The securities referred to herein are not intended to be offered, sold or otherwise made available to, and should not be offered, sold or otherwise made available to, any retail investor in the European Economic Area (“EEA”). For these purposes, a retail investor means a person who is one (or more) of: (i) a retail client as defined in point (11) of Article 4(1) of Directive 2014/65/EU, as amended (“MiFID II”) or (ii) a customer within the meaning of Directive (EU) 2016/97, as amended, where that customer would not qualify as a professional client as defined in point (10) of Article 4(1) of MiFID II.
The securities referred to herein are not intended to be offered, sold or otherwise made available to, and should not be offered, sold or otherwise made available to, any retail investor in the United Kingdom (“UK”). For these purposes, a retail investor means a person who is one (or more) of: (i) a retail client as defined in point (8) of Article 2 of Regulation (EU) No 2017/565 as it forms part of domestic law by virtue of the European Union (Withdrawal) Act 2018 (“EUWA”) or (ii) a customer within the meaning of the provisions of the Financial Services and Markets Act and any rules or regulations made under the Financial Services and Markets Act to implement Directive (EU) 2016/97, where that customer would not qualify as a professional client as defined in point (8) of Article 2(1) of Regulation (EU) No 600/2014 as it forms part of domestic law by virtue of the EUWA.
The securities referred to herein are also not intended to be offered, sold or otherwise made available, and should not be offered, sold or otherwise made available, in Belgium to consumers (consumenten/consommateurs) within the meaning of the Belgian Code of Economic Law (Wetboek van economisch recht/Code de droit économique), as amended.

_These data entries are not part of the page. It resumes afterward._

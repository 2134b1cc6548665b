//! Reactive counter state for a page component.
//!
//! Each hook owns a `watch` channel; views subscribe and re-render on change.
//! `mount`/`unmount` bracket the component lifetime, and anything that
//! resolves after `unmount` is dropped instead of published.

use crate::client::StatsApi;
use crate::models::LikeStats;
use crate::pluralize::pluralize_views;
use std::sync::{
    atomic::{AtomicBool, Ordering},
    Arc,
};
use tokio::sync::{watch, Mutex};
use tracing::{debug, warn};

#[derive(Debug, Clone, Copy, PartialEq, Eq)]
pub struct VisitState {
    pub count: u64,
    pub is_loading: bool,
}

impl Default for VisitState {
    fn default() -> Self {
        Self {
            count: 0,
            is_loading: true,
        }
    }
}

impl VisitState {
    /// Counter caption, e.g. "42 просмотра".
    pub fn label(&self) -> String {
        format!("{} {}", self.count, pluralize_views(self.count))
    }
}

pub struct VisitHook {
    api: Arc<dyn StatsApi>,
    state: watch::Sender<VisitState>,
    mounted: AtomicBool,
    incremented: AtomicBool,
}

impl VisitHook {
    pub fn new(api: Arc<dyn StatsApi>) -> Self {
        Self {
            api,
            state: watch::Sender::new(VisitState::default()),
            mounted: AtomicBool::new(false),
            incremented: AtomicBool::new(false),
        }
    }

    pub fn subscribe(&self) -> watch::Receiver<VisitState> {
        self.state.subscribe()
    }

    pub fn state(&self) -> VisitState {
        *self.state.borrow()
    }

    /// Reads the count, then records this page view. The increment happens
    /// at most once per hook, however many times it is mounted.
    pub async fn mount(&self) {
        self.mounted.store(true, Ordering::SeqCst);

        let count = self.api.visit_count().await.unwrap_or_default();
        if !self.publish(VisitState {
            count,
            is_loading: false,
        }) {
            return;
        }

        if self.incremented.swap(true, Ordering::SeqCst) {
            debug!("visit already recorded for this hook");
            return;
        }

        let count = match self.api.increment_visit().await {
            Ok(count) => count,
            Err(err) => {
                warn!("visit increment failed: {err}");
                self.api.visit_count().await.unwrap_or_default()
            }
        };
        self.publish(VisitState {
            count,
            is_loading: false,
        });
    }

    pub fn unmount(&self) {
        self.mounted.store(false, Ordering::SeqCst);
    }

    fn publish(&self, next: VisitState) -> bool {
        if !self.mounted.load(Ordering::SeqCst) {
            return false;
        }
        self.state.send_replace(next);
        true
    }
}

#[derive(Debug, Clone, Copy, PartialEq, Eq)]
pub struct LikeState {
    pub count: u64,
    pub is_liked: bool,
    pub is_loading: bool,
    pub toggling: bool,
}

impl Default for LikeState {
    fn default() -> Self {
        Self {
            count: 0,
            is_liked: false,
            is_loading: true,
            toggling: false,
        }
    }
}

impl LikeState {
    pub fn stats(&self) -> LikeStats {
        LikeStats {
            count: self.count,
            is_liked: self.is_liked,
        }
    }
}

/// Outcome of one pass through `Idle -> Toggling -> Idle`.
#[derive(Debug, Clone, Copy, PartialEq, Eq)]
pub enum ToggleOutcome {
    Confirmed(LikeStats),
    RolledBack(LikeStats),
}

fn speculate(previous: LikeStats) -> LikeStats {
    if previous.is_liked {
        LikeStats {
            count: previous.count.saturating_sub(1),
            is_liked: false,
        }
    } else {
        LikeStats {
            count: previous.count.saturating_add(1),
            is_liked: true,
        }
    }
}

pub struct LikeHook {
    api: Arc<dyn StatsApi>,
    state: watch::Sender<LikeState>,
    mounted: AtomicBool,
    // Held for a whole toggle so a second click waits for the first to settle.
    toggle_gate: Mutex<()>,
}

impl LikeHook {
    pub fn new(api: Arc<dyn StatsApi>) -> Self {
        Self {
            api,
            state: watch::Sender::new(LikeState::default()),
            mounted: AtomicBool::new(false),
            toggle_gate: Mutex::new(()),
        }
    }

    pub fn subscribe(&self) -> watch::Receiver<LikeState> {
        self.state.subscribe()
    }

    pub fn state(&self) -> LikeState {
        *self.state.borrow()
    }

    pub async fn mount(&self) {
        self.mounted.store(true, Ordering::SeqCst);
        let stats = self.api.like_stats().await.unwrap_or_default();
        self.publish(|state| {
            state.count = stats.count;
            state.is_liked = stats.is_liked;
            state.is_loading = false;
        });
    }

    pub fn unmount(&self) {
        self.mounted.store(false, Ordering::SeqCst);
    }

    /// Shows the flipped state at once, then replaces it with the server's
    /// answer, or restores the exact pre-click values if the call fails.
    pub async fn toggle(&self) -> ToggleOutcome {
        let _gate = self.toggle_gate.lock().await;

        let previous = self.state().stats();
        let optimistic = speculate(previous);
        self.publish(|state| {
            state.count = optimistic.count;
            state.is_liked = optimistic.is_liked;
            state.toggling = true;
        });

        let outcome = match self.api.toggle_like(previous.is_liked).await {
            Ok(stats) => ToggleOutcome::Confirmed(stats),
            Err(err) => {
                warn!("like toggle failed, rolling back: {err}");
                ToggleOutcome::RolledBack(previous)
            }
        };

        let settled = match outcome {
            ToggleOutcome::Confirmed(stats) | ToggleOutcome::RolledBack(stats) => stats,
        };
        self.publish(|state| {
            state.count = settled.count;
            state.is_liked = settled.is_liked;
            state.toggling = false;
        });
        outcome
    }

    fn publish(&self, update: impl FnOnce(&mut LikeState)) -> bool {
        if !self.mounted.load(Ordering::SeqCst) {
            return false;
        }
        self.state.send_modify(update);
        true
    }
}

The securities referred to herein may be held only by, and transferred only to, eligible investors referred to in Article 4 of the Belgian Royal Decree of 26 May 1994, holding their securities in an exempt securities account that has been opened with a financial institution that is a direct or indirect participant in the securities settlement system operated by the National Bank of Belgium or any successor thereto.
This press release is not a prospectus nor an advertisement for the purpose of Regulation (EU) 2017/1129.